_Exercise_: Only the lines from the top of the data through the line containing "murder layer maintains." should be duplicated, exactly as they appear.

_Working data_:

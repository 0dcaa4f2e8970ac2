//! `fudd`: the UDP mailbox-status lookup daemon. Runs with a trivial
//! [`silo_discovery::LocationResolver`] (every mailbox answers as
//! local) unless a proxy configuration is present, in which case
//! lookups are resolved against the same mailbox-to-backend map
//! `proxyd`'s murder layer maintains.

use std::path::PathBuf;
use std::sync::Arc;

use anyhow::{Context, Result};
use clap::Args;

use silo_discovery::{FudServer, LocalOnly, LocationResolver};
use silo_proxy::BackendMap;
use silo_store::SpoolPaths;

#[derive(Args, Debug)]
pub struct FuddArgs {
    #[clap(short = 'C', long)]
    config: Option<PathBuf>,
}

pub async fn run(args: FuddArgs) -> Result<()> {
    let config = match args.config {
        Some(path) => silo_config::read_config(path)?,
        None => silo_config::load_from_environment()?,
    };

    let discovery = config
        .discovery
        .clone()
        .context("[discovery] section missing from configuration")?;

    let paths = SpoolPaths::new(&config.spool.root);
    let namespace = config.namespace.namespace();

    let locations: Arc<dyn LocationResolver> = match &config.proxy {
        Some(_) => {
            let backend_map_path = paths.db_dir().join("backend_map.db");
            let map = BackendMap::open(&backend_map_path, config.lmtp.hostname.clone())
                .context("opening backend-to-mailbox map")?;
            Arc::new(map)
        }
        None => Arc::new(LocalOnly),
    };

    let server = FudServer::bind(discovery.bind_addr, paths, namespace, locations)
        .await
        .context("binding fud socket")?;

    let must_exit = crate::signals::install("fudd");
    server.run(must_exit).await.context("fud server exited with an error")?;
    Ok(())
}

_Result below_:
repository 0dcaa4f2e8970ac2
//! `fudd`: the UDP mailbox-status lookup daemon. Runs with a trivial
//! [`silo_discovery::LocationResolver`] (every mailbox answers as
//! local) unless a proxy configuration is present, in which case
//! lookups are resolved against the same mailbox-to-backend map
//! `proxyd`'s murder layer maintains.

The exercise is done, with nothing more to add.